**EXERCISE DETAILS:** How many separate lines of the data contain "SecretColumns"? Give the count and nothing else.

(RECORDS TO USE Opens)

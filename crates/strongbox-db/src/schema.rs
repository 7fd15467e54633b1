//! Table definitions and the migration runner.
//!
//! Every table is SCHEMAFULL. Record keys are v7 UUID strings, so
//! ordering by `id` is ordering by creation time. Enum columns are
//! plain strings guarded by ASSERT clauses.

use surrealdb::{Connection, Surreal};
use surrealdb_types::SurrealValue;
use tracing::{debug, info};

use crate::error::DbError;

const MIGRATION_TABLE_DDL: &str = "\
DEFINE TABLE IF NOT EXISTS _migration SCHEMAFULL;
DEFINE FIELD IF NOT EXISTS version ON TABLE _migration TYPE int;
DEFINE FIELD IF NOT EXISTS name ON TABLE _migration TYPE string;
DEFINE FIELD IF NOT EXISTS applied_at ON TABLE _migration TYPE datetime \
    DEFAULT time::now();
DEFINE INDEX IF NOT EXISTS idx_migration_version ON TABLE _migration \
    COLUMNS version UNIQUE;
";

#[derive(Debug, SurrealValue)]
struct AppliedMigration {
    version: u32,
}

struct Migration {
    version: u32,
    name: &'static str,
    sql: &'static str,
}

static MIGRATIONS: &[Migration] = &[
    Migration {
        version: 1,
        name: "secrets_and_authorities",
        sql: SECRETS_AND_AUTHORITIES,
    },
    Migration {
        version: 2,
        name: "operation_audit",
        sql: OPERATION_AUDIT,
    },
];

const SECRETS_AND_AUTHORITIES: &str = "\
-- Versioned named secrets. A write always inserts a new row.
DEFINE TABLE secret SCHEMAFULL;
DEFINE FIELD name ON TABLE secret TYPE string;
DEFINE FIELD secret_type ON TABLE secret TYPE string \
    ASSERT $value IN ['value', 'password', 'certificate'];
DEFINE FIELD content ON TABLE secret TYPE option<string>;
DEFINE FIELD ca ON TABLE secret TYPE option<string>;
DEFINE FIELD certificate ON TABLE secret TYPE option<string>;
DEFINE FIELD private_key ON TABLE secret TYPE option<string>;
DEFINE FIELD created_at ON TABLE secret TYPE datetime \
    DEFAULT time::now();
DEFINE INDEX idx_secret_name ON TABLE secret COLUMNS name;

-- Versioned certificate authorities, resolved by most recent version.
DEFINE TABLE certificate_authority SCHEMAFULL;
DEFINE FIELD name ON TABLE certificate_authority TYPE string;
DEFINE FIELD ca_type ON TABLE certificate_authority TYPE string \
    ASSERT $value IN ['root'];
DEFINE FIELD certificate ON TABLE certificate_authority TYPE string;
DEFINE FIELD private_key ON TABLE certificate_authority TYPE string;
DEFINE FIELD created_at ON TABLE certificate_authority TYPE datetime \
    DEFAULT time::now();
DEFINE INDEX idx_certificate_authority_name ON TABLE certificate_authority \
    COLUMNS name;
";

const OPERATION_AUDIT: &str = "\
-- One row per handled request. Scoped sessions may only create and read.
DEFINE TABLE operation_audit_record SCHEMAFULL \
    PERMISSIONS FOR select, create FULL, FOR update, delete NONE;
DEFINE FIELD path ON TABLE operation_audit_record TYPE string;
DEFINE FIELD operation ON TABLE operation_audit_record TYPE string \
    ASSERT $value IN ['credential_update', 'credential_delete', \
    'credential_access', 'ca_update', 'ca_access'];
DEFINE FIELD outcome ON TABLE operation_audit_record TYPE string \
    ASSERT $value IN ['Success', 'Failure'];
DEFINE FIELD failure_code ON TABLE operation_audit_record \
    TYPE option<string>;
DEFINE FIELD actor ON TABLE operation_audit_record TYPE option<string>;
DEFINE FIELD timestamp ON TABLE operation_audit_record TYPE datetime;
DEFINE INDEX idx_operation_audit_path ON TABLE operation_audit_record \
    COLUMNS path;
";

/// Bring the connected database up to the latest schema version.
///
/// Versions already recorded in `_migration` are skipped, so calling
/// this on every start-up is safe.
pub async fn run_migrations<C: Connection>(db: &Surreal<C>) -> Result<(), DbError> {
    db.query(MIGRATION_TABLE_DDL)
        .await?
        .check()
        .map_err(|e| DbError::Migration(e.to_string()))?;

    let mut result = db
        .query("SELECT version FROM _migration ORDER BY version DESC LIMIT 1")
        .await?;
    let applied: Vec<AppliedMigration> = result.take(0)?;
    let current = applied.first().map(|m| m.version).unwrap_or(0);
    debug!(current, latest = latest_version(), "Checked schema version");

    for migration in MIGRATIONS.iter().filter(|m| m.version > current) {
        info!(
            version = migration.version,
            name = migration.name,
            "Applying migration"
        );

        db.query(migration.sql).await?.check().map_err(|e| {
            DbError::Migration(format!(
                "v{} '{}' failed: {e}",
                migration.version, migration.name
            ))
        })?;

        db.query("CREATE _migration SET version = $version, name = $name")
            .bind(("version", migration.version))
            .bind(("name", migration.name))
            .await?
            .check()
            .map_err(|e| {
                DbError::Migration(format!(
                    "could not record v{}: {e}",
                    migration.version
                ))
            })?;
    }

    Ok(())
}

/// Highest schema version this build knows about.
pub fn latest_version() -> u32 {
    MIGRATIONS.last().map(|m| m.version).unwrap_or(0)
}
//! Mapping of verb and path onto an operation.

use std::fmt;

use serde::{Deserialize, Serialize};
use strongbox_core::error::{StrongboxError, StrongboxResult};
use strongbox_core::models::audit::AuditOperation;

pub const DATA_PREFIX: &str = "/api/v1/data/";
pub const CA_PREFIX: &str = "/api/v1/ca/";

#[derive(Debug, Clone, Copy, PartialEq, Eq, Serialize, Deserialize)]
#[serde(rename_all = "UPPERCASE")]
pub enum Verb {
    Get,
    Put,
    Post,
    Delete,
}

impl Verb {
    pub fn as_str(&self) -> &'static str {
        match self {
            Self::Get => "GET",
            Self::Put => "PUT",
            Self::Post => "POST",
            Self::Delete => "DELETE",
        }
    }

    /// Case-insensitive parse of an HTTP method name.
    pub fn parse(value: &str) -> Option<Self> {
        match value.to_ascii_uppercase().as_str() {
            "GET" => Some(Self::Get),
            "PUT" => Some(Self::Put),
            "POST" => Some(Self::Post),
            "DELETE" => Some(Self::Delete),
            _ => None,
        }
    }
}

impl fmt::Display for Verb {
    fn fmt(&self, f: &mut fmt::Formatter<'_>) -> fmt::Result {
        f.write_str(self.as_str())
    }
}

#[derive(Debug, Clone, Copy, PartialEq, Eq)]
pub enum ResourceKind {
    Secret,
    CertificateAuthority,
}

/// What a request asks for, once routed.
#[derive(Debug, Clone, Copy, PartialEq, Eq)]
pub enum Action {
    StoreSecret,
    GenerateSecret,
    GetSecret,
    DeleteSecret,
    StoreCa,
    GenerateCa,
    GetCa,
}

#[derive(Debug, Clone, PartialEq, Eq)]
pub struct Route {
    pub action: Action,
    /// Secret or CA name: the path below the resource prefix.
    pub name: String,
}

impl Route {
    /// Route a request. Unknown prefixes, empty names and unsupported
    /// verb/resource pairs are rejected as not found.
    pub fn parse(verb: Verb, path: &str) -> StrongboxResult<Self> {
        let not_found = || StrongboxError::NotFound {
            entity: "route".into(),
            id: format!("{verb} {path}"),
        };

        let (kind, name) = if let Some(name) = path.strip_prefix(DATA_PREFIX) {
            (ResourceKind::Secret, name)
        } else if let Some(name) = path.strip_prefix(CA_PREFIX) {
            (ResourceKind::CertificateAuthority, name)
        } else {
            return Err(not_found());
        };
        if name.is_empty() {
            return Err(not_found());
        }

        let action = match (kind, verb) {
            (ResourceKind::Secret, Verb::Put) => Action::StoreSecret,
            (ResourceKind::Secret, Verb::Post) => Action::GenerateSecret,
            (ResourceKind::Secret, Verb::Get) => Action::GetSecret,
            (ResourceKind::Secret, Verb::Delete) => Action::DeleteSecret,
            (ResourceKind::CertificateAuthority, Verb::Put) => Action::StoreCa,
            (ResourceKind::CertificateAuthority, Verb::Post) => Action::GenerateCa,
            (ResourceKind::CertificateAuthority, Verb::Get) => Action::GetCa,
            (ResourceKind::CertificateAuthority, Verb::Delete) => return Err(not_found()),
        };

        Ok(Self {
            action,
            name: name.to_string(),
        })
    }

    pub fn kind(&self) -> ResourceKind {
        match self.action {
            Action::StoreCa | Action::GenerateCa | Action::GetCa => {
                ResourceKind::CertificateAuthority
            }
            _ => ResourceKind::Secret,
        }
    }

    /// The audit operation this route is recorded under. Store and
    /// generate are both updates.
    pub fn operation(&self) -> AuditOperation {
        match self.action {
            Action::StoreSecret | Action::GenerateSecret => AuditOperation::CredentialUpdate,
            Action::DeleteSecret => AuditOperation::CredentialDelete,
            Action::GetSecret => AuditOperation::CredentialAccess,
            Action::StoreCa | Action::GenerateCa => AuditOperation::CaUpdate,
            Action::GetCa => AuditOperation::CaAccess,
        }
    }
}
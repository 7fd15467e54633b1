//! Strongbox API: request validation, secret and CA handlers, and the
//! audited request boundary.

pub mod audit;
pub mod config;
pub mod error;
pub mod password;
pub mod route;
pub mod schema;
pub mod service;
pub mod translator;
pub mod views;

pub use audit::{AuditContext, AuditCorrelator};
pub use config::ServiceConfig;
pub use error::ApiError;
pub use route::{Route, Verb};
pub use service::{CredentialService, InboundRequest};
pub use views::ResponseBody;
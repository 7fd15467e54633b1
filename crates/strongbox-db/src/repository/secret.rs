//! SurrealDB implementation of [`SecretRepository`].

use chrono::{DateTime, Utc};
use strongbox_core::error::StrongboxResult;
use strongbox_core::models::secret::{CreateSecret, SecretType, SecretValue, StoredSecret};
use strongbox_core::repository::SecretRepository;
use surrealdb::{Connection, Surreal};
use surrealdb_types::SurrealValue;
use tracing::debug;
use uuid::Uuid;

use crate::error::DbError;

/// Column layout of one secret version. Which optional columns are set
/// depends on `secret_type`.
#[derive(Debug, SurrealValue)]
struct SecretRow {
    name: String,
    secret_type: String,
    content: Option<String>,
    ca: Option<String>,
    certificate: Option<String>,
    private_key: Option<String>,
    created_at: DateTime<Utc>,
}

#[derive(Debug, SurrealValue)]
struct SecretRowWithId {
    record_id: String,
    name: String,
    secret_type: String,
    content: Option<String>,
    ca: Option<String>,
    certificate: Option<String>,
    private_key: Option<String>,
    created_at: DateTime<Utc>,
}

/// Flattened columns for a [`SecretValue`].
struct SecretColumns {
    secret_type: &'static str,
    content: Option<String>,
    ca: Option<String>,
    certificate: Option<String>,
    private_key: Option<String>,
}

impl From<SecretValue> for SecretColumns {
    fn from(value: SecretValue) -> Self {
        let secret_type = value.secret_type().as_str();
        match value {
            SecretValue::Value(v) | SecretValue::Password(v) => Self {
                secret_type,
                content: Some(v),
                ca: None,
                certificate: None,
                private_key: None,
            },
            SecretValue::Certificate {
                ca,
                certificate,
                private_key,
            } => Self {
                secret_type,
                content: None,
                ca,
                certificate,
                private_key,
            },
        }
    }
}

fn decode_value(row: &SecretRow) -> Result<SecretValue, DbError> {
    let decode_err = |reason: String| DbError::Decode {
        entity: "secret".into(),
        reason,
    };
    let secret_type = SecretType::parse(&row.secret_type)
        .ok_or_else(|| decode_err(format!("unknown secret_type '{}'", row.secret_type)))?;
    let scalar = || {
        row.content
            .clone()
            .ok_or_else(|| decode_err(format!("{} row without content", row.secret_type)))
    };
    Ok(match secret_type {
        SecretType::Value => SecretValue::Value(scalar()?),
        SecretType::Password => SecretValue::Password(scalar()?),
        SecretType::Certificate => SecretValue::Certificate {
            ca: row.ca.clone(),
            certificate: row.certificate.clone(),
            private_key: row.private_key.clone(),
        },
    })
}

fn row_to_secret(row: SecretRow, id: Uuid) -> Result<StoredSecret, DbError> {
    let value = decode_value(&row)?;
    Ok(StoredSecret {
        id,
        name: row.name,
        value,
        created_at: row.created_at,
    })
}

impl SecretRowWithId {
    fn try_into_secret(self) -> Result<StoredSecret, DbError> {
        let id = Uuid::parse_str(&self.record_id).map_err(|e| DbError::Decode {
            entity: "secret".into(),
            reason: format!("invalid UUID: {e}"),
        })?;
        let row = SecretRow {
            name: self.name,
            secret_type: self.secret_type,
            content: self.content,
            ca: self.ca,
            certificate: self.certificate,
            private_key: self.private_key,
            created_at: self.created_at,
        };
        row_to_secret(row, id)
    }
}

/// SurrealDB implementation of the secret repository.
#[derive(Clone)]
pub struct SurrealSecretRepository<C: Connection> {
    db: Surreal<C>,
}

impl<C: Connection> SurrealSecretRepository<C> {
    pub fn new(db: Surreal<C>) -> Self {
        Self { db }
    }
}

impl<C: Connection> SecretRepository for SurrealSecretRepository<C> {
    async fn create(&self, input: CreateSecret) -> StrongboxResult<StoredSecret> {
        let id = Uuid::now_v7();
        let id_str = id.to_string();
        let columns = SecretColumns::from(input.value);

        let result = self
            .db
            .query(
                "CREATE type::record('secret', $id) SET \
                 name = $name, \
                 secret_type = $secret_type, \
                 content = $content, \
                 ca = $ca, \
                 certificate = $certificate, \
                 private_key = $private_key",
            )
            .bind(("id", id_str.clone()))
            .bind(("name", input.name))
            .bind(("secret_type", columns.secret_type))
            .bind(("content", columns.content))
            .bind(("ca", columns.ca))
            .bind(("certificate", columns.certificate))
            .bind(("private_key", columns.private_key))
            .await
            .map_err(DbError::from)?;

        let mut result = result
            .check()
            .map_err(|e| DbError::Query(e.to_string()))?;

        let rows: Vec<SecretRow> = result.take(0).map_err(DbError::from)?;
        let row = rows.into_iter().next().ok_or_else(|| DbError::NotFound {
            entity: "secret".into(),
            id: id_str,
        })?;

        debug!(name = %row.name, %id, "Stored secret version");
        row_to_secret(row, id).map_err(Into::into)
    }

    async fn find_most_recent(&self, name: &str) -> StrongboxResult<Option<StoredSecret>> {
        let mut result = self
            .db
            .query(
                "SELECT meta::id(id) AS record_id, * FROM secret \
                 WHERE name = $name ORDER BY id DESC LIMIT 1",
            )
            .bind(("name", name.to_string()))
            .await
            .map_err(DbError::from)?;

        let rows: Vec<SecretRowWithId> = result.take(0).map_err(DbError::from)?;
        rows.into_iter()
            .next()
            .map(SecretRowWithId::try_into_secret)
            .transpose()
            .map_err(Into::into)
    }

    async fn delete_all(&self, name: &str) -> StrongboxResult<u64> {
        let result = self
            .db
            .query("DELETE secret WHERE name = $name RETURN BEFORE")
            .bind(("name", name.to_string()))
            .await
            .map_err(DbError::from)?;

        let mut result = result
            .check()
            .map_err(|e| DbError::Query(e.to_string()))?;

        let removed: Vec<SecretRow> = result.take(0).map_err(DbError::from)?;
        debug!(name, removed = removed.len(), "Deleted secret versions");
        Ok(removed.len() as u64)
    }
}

(RECORDS TO USE Closes)
(RECORDS TO USE Opens)

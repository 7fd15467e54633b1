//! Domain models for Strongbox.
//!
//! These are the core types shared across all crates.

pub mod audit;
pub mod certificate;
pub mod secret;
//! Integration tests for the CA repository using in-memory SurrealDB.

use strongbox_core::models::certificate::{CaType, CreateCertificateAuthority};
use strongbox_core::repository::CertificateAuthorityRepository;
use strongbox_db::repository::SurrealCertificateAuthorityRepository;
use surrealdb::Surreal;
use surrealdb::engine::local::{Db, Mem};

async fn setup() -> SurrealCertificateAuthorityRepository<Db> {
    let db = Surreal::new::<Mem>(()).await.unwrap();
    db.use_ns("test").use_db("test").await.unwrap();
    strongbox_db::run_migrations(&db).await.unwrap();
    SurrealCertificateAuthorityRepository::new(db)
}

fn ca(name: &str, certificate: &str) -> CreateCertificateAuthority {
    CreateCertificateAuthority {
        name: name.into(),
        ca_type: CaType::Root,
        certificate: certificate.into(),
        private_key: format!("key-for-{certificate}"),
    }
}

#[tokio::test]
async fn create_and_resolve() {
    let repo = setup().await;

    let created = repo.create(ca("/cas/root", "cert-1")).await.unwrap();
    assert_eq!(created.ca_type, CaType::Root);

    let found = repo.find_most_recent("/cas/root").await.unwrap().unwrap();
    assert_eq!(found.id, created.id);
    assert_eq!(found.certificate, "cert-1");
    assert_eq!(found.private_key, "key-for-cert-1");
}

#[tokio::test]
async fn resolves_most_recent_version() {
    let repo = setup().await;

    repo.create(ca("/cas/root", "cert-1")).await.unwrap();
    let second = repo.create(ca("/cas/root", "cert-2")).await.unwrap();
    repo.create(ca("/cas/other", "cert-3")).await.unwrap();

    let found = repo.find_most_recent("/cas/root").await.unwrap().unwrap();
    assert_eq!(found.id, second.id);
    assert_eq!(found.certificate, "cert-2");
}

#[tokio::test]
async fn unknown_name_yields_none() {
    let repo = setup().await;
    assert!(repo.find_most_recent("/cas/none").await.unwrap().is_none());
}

(RECORDS TO USE Closes)

**ANSWER SECTION:** 3